娘のヴァレンティーヌ(ジェレミー夏樹)がとてもいい子で、
彼女の歌の中に、父親としての姿が垣間見れるけれど、それだけ。
長い物語を3時間弱のミュージカルにするのだから、仕方ないのかな、とは思うけれど、
役者さんたちが、そういう背景の気配を感じさせてくれていただけに、なんだかとてももったいないなーと思いました。

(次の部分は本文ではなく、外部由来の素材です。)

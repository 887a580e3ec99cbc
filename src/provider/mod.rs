//! Identity provider seam.
//!
//! Handlers only talk to [`IdentityProvider`]. The production implementation is
//! [`GoTrueClient`], which speaks the Supabase Auth (GoTrue) REST API; tests
//! plug in their own implementation.

mod config;
mod gotrue;

pub use self::config::{DEFAULT_TIMEOUT_SECONDS, ProviderConfig};
pub use self::gotrue::{GoTrueClient, UserScope};

use async_trait::async_trait;
use secrecy::SecretString;
use serde::Deserialize;

/// Email and password pair forwarded to the provider.
#[derive(Clone)]
pub struct Credentials {
    pub email: String,
    pub password: SecretString,
}

impl Credentials {
    #[must_use]
    pub fn new(email: String, password: String) -> Self {
        Self {
            email,
            password: SecretString::from(password),
        }
    }
}

impl std::fmt::Debug for Credentials {
    fn fmt(&self, f: &mut std::fmt::Formatter<'_>) -> std::fmt::Result {
        f.debug_struct("Credentials")
            .field("email", &self.email)
            .field("password", &"***")
            .finish()
    }
}

/// User record as returned by the provider, reduced to the fields we relay.
#[derive(Clone, Debug, Deserialize, PartialEq, Eq)]
pub struct ProviderUser {
    pub id: String,
    #[serde(default)]
    pub email: Option<String>,
}

/// Result of a password grant.
///
/// `access_token` stays optional so a grant that returns no token can be told
/// apart from a rejected grant.
#[derive(Clone, Debug, Deserialize)]
pub struct ProviderSession {
    #[serde(default)]
    pub access_token: Option<String>,
    pub user: ProviderUser,
}

#[derive(Debug, thiserror::Error)]
pub enum ProviderError {
    /// The provider answered with a non-success status.
    #[error("{message}")]
    Rejected { status: u16, message: String },
    /// The provider could not be reached or the exchange failed mid-flight.
    #[error("provider request failed: {0}")]
    Transport(#[from] reqwest::Error),
    /// The provider answered with a body we cannot interpret.
    #[error("unexpected provider response: {0}")]
    Decode(String),
}

impl ProviderError {
    #[must_use]
    pub const fn is_rejected(&self) -> bool {
        matches!(self, Self::Rejected { .. })
    }
}

#[async_trait]
pub trait IdentityProvider: Send + Sync {
    /// List at most `per_page` users using the service role key.
    async fn list_users(&self, per_page: u32) -> Result<Vec<ProviderUser>, ProviderError>;

    /// Create a user with the email already confirmed, using the service role key.
    async fn create_user(&self, credentials: &Credentials) -> Result<ProviderUser, ProviderError>;

    /// Exchange email and password for a session.
    async fn sign_in_with_password(
        &self,
        credentials: &Credentials,
    ) -> Result<ProviderSession, ProviderError>;

    /// Resolve the user owning `access_token`; `None` if the provider returns no user.
    async fn get_user(&self, access_token: &str) -> Result<Option<ProviderUser>, ProviderError>;
}
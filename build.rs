fn main() {
    if let Err(err) = built::write_built_file() {
        panic!("Failed to acquire build-time information: {err}");
    }
}
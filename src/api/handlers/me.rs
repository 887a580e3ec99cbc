//! Current-user lookup.
//!
//! The bearer token is forwarded to the provider on its own; the service role
//! key is never attached to this request.

use super::{UserSummary, bearer_token};
use crate::{
    api::error::{ApiError, ErrorBody},
    provider::IdentityProvider,
};
use axum::{Json, extract::Extension, http::HeaderMap};
use serde::Serialize;
use std::sync::Arc;
use tracing::{debug, error, instrument};
use utoipa::ToSchema;

#[derive(ToSchema, Serialize, Debug)]
pub struct Me {
    ok: bool,
    user: UserSummary,
}

#[utoipa::path(
    get,
    path = "/me",
    responses (
        (status = 200, description = "User owning the bearer token", body = Me),
        (status = 401, description = "Missing or invalid bearer token", body = ErrorBody),
        (status = 500, description = "Identity provider unreachable", body = ErrorBody),
    ),
    security(("bearer" = [])),
    tag = "auth"
)]
#[instrument(skip(provider, headers))]
pub async fn me(
    Extension(provider): Extension<Arc<dyn IdentityProvider>>,
    headers: HeaderMap,
) -> Result<Json<Me>, ApiError> {
    let token = bearer_token(&headers).ok_or(ApiError::MissingToken)?;

    match provider.get_user(token).await {
        Ok(Some(user)) => Ok(Json(Me {
            ok: true,
            user: user.into(),
        })),
        Ok(None) => {
            debug!("token resolved to no user");
            Err(ApiError::InvalidToken)
        }
        Err(err) if err.is_rejected() => {
            debug!("provider refused token: {err}");
            Err(ApiError::InvalidToken)
        }
        Err(err) => {
            error!("Error resolving current user: {err}");
            Err(ApiError::Unexpected(err.to_string()))
        }
    }
}
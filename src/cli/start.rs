use crate::cli::{actions::Action, commands, dispatch, telemetry};
use anyhow::Result;

/// Map verbosity count to tracing level
const fn get_verbosity_level(verbosity: u8) -> Option<tracing::Level> {
    match verbosity {
        0 => None,
        1 => Some(tracing::Level::WARN),
        2 => Some(tracing::Level::INFO),
        3 => Some(tracing::Level::DEBUG),
        _ => Some(tracing::Level::TRACE),
    }
}

/// Main entry point for the CLI - builds and returns the Action
///
/// # Errors
///
/// Returns an error if argument parsing, telemetry initialization, or action dispatch fails
pub fn start() -> Result<Action> {
    let matches = commands::new().get_matches();

    let verbosity_level = get_verbosity_level(
        matches
            .get_one::<u8>(commands::logging::ARG_VERBOSITY)
            .copied()
            .unwrap_or(0),
    );

    telemetry::init(
        verbosity_level,
        matches.get_flag(commands::logging::ARG_LOG_JSON),
    )?;

    dispatch::handler(&matches)
}
use serde::{Deserialize, Serialize};
use std::collections::BTreeMap;

/// A named, ordered selection of parameter columns.
///
/// Categories may overlap. `aliases` maps a parameter to the column key the
/// report template expects when the parameter name itself is not a valid
/// template identifier.
#[derive(Debug, Clone, PartialEq, Eq, Serialize, Deserialize)]
pub struct ParameterCategory {
    pub name: String,
    #[serde(default)]
    pub title: String,
    pub parameters: Vec<String>,
    #[serde(default)]
    pub aliases: BTreeMap<String, String>,
}

impl ParameterCategory {
    pub fn new<I, S>(name: impl Into<String>, parameters: I) -> Self
    where
        I: IntoIterator<Item = S>,
        S: Into<String>,
    {
        Self {
            name: name.into(),
            title: String::new(),
            parameters: parameters.into_iter().map(Into::into).collect(),
            aliases: BTreeMap::new(),
        }
    }

    pub fn with_alias(mut self, parameter: impl Into<String>, key: impl Into<String>) -> Self {
        self.aliases.insert(parameter.into(), key.into());
        self
    }

    pub fn contains(&self, parameter: &str) -> bool {
        self.parameters.iter().any(|p| p == parameter)
    }

    /// Template column key for a parameter: its alias, or the name itself.
    pub fn column_key<'a>(&'a self, parameter: &'a str) -> &'a str {
        self.aliases
            .get(parameter)
            .map(String::as_str)
            .unwrap_or(parameter)
    }

    pub fn len(&self) -> usize {
        self.parameters.len()
    }

    pub fn is_empty(&self) -> bool {
        self.parameters.is_empty()
    }
}
use super::fields::{lookup, vocabulary, FieldId};
use super::ReportType;
use crate::charts::ChartArtifact;
use crate::errors::{Error, Result};
use crate::tables::PresentationTable;
use chrono::NaiveDate;
use serde::ser::SerializeMap;
use serde::{Serialize, Serializer};

/// A value handed to the document template.
#[derive(Debug, Clone, PartialEq, Serialize)]
#[serde(tag = "kind", content = "value", rename_all = "snake_case")]
pub enum ContextValue {
    Text(String),
    Number(f64),
    Integer(i64),
    Date(NaiveDate),
    TextList(Vec<String>),
    Table(PresentationTable),
    Image(ChartArtifact),
    Images(Vec<ChartArtifact>),
    /// Remote photo the renderer downloads and embeds
    Photo { url: String },
    /// Hyperlink rendered with its own text
    Link { text: String, url: String },
}

impl ContextValue {
    pub fn text(value: impl Into<String>) -> Self {
        ContextValue::Text(value.into())
    }

    /// Short human description, used by the terminal writer.
    pub fn summary(&self) -> String {
        match self {
            ContextValue::Text(text) => text.clone(),
            ContextValue::Number(value) => crate::core::format_number(*value),
            ContextValue::Integer(value) => value.to_string(),
            ContextValue::Date(date) => date.to_string(),
            ContextValue::TextList(items) => format!("{} items", items.len()),
            ContextValue::Table(table) => format!(
                "table, {} columns x {} rows",
                table.columns().len(),
                table.row_count()
            ),
            ContextValue::Image(chart) => format!("chart \"{}\"", chart.title),
            ContextValue::Images(charts) => format!("{} charts", charts.len()),
            ContextValue::Photo { url } => format!("photo {}", url),
            ContextValue::Link { url, .. } => format!("link {}", url),
        }
    }
}

/// Field identifier to value mapping for one report, in insertion order.
#[derive(Debug, Clone, PartialEq)]
pub struct ReportContext {
    report: ReportType,
    entries: Vec<(FieldId, ContextValue)>,
}

impl ReportContext {
    pub fn new(report: ReportType) -> Self {
        Self {
            report,
            entries: Vec::new(),
        }
    }

    pub fn report(&self) -> ReportType {
        self.report
    }

    /// Set a field, replacing any previous value. Fields outside the
    /// report's vocabulary are rejected.
    pub fn insert(&mut self, field: FieldId, value: ContextValue) -> Result<()> {
        if lookup(self.report, field.as_str()).is_none() {
            return Err(Error::UnknownField {
                report: self.report.code().to_string(),
                field: field.to_string(),
            });
        }
        match self.entries.iter_mut().find(|(f, _)| *f == field) {
            Some(slot) => slot.1 = value,
            None => self.entries.push((field, value)),
        }
        Ok(())
    }

    pub fn get(&self, field: FieldId) -> Option<&ContextValue> {
        self.entries
            .iter()
            .find(|(f, _)| *f == field)
            .map(|(_, value)| value)
    }

    /// Lookup by the template's spelling of the identifier.
    pub fn get_by_name(&self, name: &str) -> Option<&ContextValue> {
        self.entries
            .iter()
            .find(|(f, _)| f.as_str() == name)
            .map(|(_, value)| value)
    }

    pub fn entries(&self) -> impl Iterator<Item = (FieldId, &ContextValue)> {
        self.entries.iter().map(|(f, v)| (*f, v))
    }

    pub fn len(&self) -> usize {
        self.entries.len()
    }

    pub fn is_empty(&self) -> bool {
        self.entries.is_empty()
    }

    /// Vocabulary fields that were never set.
    pub fn missing_fields(&self) -> Vec<FieldId> {
        vocabulary(self.report)
            .into_iter()
            .filter(|field| self.get(*field).is_none())
            .collect()
    }
}

impl Serialize for ReportContext {
    fn serialize<S: Serializer>(&self, serializer: S) -> std::result::Result<S::Ok, S::Error> {
        let mut map = serializer.serialize_map(Some(self.entries.len()))?;
        for (field, value) in &self.entries {
            map.serialize_entry(field.as_str(), value)?;
        }
        map.end()
    }
}
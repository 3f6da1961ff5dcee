//! Template field identifiers.
//!
//! The document templates address every value by a fixed identifier such
//! as `QAG_07` or `QSD_31`. These identifiers are a contract with the
//! templates, so they live here as constants instead of literals spread
//! through the assembler. Bump [`FIELD_VOCABULARY_VERSION`] whenever an
//! identifier is added, removed or changes meaning.

use super::layout::layout_for;
use super::ReportType;
use serde::{Serialize, Serializer};
use std::fmt;

pub const FIELD_VOCABULARY_VERSION: &str = "2024.3";

/// Identifier of one template field.
#[derive(Debug, Clone, Copy, PartialEq, Eq, Hash, PartialOrd, Ord)]
pub struct FieldId(&'static str);

impl FieldId {
    pub const fn as_str(&self) -> &'static str {
        self.0
    }
}

impl fmt::Display for FieldId {
    fn fmt(&self, f: &mut fmt::Formatter<'_>) -> fmt::Result {
        write!(f, "{}", self.0)
    }
}

impl Serialize for FieldId {
    fn serialize<S: Serializer>(&self, serializer: S) -> Result<S::Ok, S::Error> {
        serializer.serialize_str(self.0)
    }
}

macro_rules! field_ids {
    ($($name:ident $(= $value:literal)?),* $(,)?) => {
        $(field_ids!(@one $name $(= $value)?);)*
    };
    (@one $name:ident) => {
        pub const $name: FieldId = FieldId(stringify!($name));
    };
    (@one $name:ident = $value:literal) => {
        pub const $name: FieldId = FieldId($value);
    };
}

/// Surface water template.
pub mod qag {
    use super::FieldId;

    field_ids!(
        PARAMETROS_ESCOLHIDOS = "parametros_escolhidos",
        QAG_01, QAG_02, QAG_03, QAG_04, QAG_05, QAG_06, QAG_07, QAG_08,
        QAG_09, QAG_10, QAG_11, QAG_12, QAG_13, QAG_14, QAG_15, QAG_16,
        QAG_18, QAG_19,
        QAG_20_1, QAG_20_2, QAG_20_3, QAG_20_4, QAG_20_5, QAG_20_6, QAG_20_7,
        QAG_22, QAG_23, QAG_24, QAG_25, QAG_26, QAG_27, QAG_28, QAG_29,
        QAG_30, QAG_31, QAG_32, QAG_33, QAG_34, QAG_35,
        QAG_40, QAG_43, QAG_54,
    );
}

/// Groundwater template. Part of its identifiers still carry the surface
/// water prefix and two are lowercase; the template expects them as is.
pub mod qags {
    use super::FieldId;

    field_ids!(
        PARAMETROS_ESCOLHIDOS = "parametros_escolhidos",
        QAGS_01, QAGS_02, QAGS_03, QAGS_04, QAGS_05, QAGS_06, QAGS_07, QAGS_08,
        QAGS_09, QAGS_10, QAGS_11, QAGS_12, QAGS_13, QAGS_14, QAGS_15, QAGS_16,
        QAGS_18, QAGS_19,
        QAGS_20_1, QAGS_20_2, QAGS_20_3, QAGS_20_4, QAGS_20_5, QAGS_20_6, QAGS_20_7,
        QAGS_22, QAGS_23, QAGS_24, QAGS_25, QAGS_26,
        TABELA_QAGS_27 = "tabela_qags_27",
        QAGS_28, QAGS_29, QAGS_31, QAGS_32, QAGS_33, QAGS_34, QAGS_35,
        QAG_37, QAG_38, QAG_40, QAG_43, QAG_54,
    );
}

/// Sediment template.
pub mod qsd {
    use super::FieldId;

    field_ids!(
        QSD_01, QSD_02, QSD_03, QSD_04, QSD_05, QSD_06, QSD_07, QSD_08,
        QSD_09, QSD_10, QSD_11, QSD_12, QSD_13, QSD_14, QSD_15, QSD_16,
        QSD_18, QSD_19,
        QSD_20_1, QSD_20_2, QSD_20_3, QSD_20_4, QSD_20_5, QSD_20_6, QSD_20_7,
        QSD_21, QSD_22, QSD_23, QSD_24, QSD_25, QSD_26, QSD_28, QSD_29,
        QSD_30, QSD_31, QSD_32, QSD_33, QSD_34, QSD_35, QSD_36,
        QSD_37, QSD_38, QSD_39, QSD_40, QSD_41, QSD_42, QSD_43,
        QSD_44, QSD_45, QSD_46, QSD_47, QSD_48, QSD_49, QSD_50, QSD_51, QSD_54,
    );
}

/// Every field of a report's template, in layout order.
pub fn vocabulary(report: ReportType) -> Vec<FieldId> {
    layout_for(report).iter().map(|entry| entry.field).collect()
}

pub fn lookup(report: ReportType, name: &str) -> Option<FieldId> {
    layout_for(report)
        .iter()
        .map(|entry| entry.field)
        .find(|field| field.as_str() == name)
}
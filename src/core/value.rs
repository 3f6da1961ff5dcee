use serde::{Deserialize, Serialize};
use std::fmt;

/// A raw laboratory value as it arrived from the data source.
///
/// Values are never coerced at ingestion time; each consumer decides how
/// to treat text that does not read as a number.
#[derive(Debug, Clone, PartialEq, Serialize, Deserialize)]
#[serde(untagged)]
pub enum RawValue {
    Number(f64),
    Text(String),
    Missing,
}

impl RawValue {
    /// Decode one JSON cell. `null`, empty strings and the unavailable
    /// marker are all treated as missing.
    pub fn from_json(value: &serde_json::Value, unavailable_marker: &str) -> Self {
        match value {
            serde_json::Value::Null => RawValue::Missing,
            serde_json::Value::Number(n) => match n.as_f64() {
                Some(v) => RawValue::Number(v),
                None => RawValue::Text(n.to_string()),
            },
            serde_json::Value::String(s) => {
                let trimmed = s.trim();
                if trimmed.is_empty() || trimmed == unavailable_marker {
                    RawValue::Missing
                } else {
                    RawValue::Text(s.clone())
                }
            }
            other => RawValue::Text(other.to_string()),
        }
    }

    /// Numeric coercion. Returns `None` for missing values, text that does
    /// not parse as a real number, NaN and infinities.
    pub fn as_number(&self) -> Option<f64> {
        match self {
            RawValue::Number(v) if v.is_finite() => Some(*v),
            RawValue::Number(_) => None,
            RawValue::Text(s) => parse_number(s),
            RawValue::Missing => None,
        }
    }

    pub fn as_text(&self) -> Option<&str> {
        match self {
            RawValue::Text(s) => Some(s.as_str()),
            _ => None,
        }
    }

    pub fn is_missing(&self) -> bool {
        matches!(self, RawValue::Missing)
    }

    /// Presentation form of the value: numbers formatted, text verbatim,
    /// missing as an empty string.
    pub fn display(&self) -> String {
        match self {
            RawValue::Number(v) => format_number(*v),
            RawValue::Text(s) => s.clone(),
            RawValue::Missing => String::new(),
        }
    }
}

impl fmt::Display for RawValue {
    fn fmt(&self, f: &mut fmt::Formatter<'_>) -> fmt::Result {
        f.write_str(&self.display())
    }
}

/// Parse text as a finite real number.
pub fn parse_number(text: &str) -> Option<f64> {
    text.trim()
        .parse::<f64>()
        .ok()
        .filter(|value| value.is_finite())
}

/// Format a number for a report cell. Whole numbers lose their fractional
/// part, everything else keeps up to six significant decimals.
pub fn format_number(value: f64) -> String {
    if value.fract() == 0.0 && value.abs() < 1e15 {
        return format!("{}", value as i64);
    }
    let formatted = format!("{:.6}", value);
    formatted
        .trim_end_matches('0')
        .trim_end_matches('.')
        .to_string()
}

うん、見終わった後に感じた薄っぺらな後味は、きっとこのせいだな。
過不足なく物語は見せてくれたけど、人物の奥行きは十分には見せてくれなかった。
でもって、勧善懲悪な物語としては、あまりにも複雑なんですよね、これ。
だって、エドモンは完全に復讐の鬼になっちゃってるわけですよ。
3人の悪役を通り越してラスボス的な存在感を放っている。
で、最後にヴァレンティーヌの言葉にほだされて復讐の最後の一手を退くわけなのですが、
それは結局復讐を遂げた後なわけです。
復讐を遂げて、邪魔者を葬って、メルセデスを再び手にして―――

途中、彼は何度も復讐を踏みとどまる機会があった。
女海賊ルイザ(濱田めぐみ)と出会い、別れたとき。
ジャコボ(岸祐二)がエドモンに問いかけた言葉、そして向けるまなざし。
そして、ファリア司祭の言葉・・・
でも、エドモンは止まることができなかったんですよね。
そこまで彼の絶望と憎しみは深かったわけで。
それは良くわかるんだけど・・・その過程での葛藤とかはなかったのかなあ、とも思ってしまいました。

まあ、物語としてはきっとわかりやすいんだよね。
個人的には「世界名作劇場」という印象でした(笑)。

あ、悪役三人組のうち、坂元さん演じるダングラールは、裏表のない真っ当で分かりやすい悪役(笑)で、
見ていてなんだか清々しくなってしまいました(笑)。
どうせなら、みんなこういう描き方をすればよかったのに(え)。

濱田さん演じるルイザは、そんな中でも鮮烈な印象を残してくれました。
出演シーンは多くはないのだけれど、その短い時間で語られる言葉や表情に、
彼女の生きてきた時間がきちんと描かれていたように思います。
そういう説得力があった。
衣裳も立ち居振る舞いも歌声も、凄いかっこよかったです。
カルメン、楽しみv

村井さんのファリア司祭は、飄々とした佇まいが素敵でしたv
ある意味スーパーマンな司祭さまですよねー。
もっと彼との時間を持つことができていたら、エドモンの辿る未来も違っていたんじゃないかな、と思う。
最後にエドモンの前に司祭さまの幻影(かな?)が現れたときは、
ちょっと泣きそうになってしまいました。
うーん、村井さん、ほんとにいい声!

モンデゴとメルセデスの息子、アルベール役は大川くん。
初めて観る役者さんですが、いやー、見事にへたれで浅はかな息子っぷりでした!(褒めてます)
年齢設定としては15歳くらいなのかなー。
ローマで綺麗なお姉さんにふらふらくっついていって拉致されて、
そこでであったモンテ・クリスト伯に助けられるわけですが、
そこで歌われた♪女って の二人の考え方の違いが面白かったです。
いえ、歌詞は一緒なんですけどね。
でも、基本的に女に対する認識が全然違うんだなーと。
あんな風なことを赤裸々に歌ってて、その上でフィアンセがいないと生きていけない、とか言われても、
全然説得力ないよ、アルベール!(笑)

ヴァレンティーヌ役のジェレミー夏樹さんも初見ですが、凛とした聡明な雰囲気が綺麗でした。
彼女にとってヴィルフォードはきっと"優しいお父さん"だったんだろうなー。
でも、聡明な彼女は父の欺瞞にも気付いていて・・・
彼女がいればアルベールは大丈夫、と思う反面、なんとなく危うい感じもあったり?

アンサンブルのみなさんも、とにかく歌声が素晴らしく!
エドモンのお父さんの声素敵vと思ってたら、中山さんだった(笑)。
海賊のシーンとか、カーニバルのシーンとか、パーティのシーンとか、凄く見応えがありました。

そんなこんなで、いろいろ納得行かない部分もありつつ楽しめた舞台でした。
ミュージカルとしてはある意味正しい在り方なのかもしれないですね。
まあ、いずれにしても個人的な印象ですので・・・
もし、とても楽しんでご覧になった方をご不快にさせてしまったらすみません!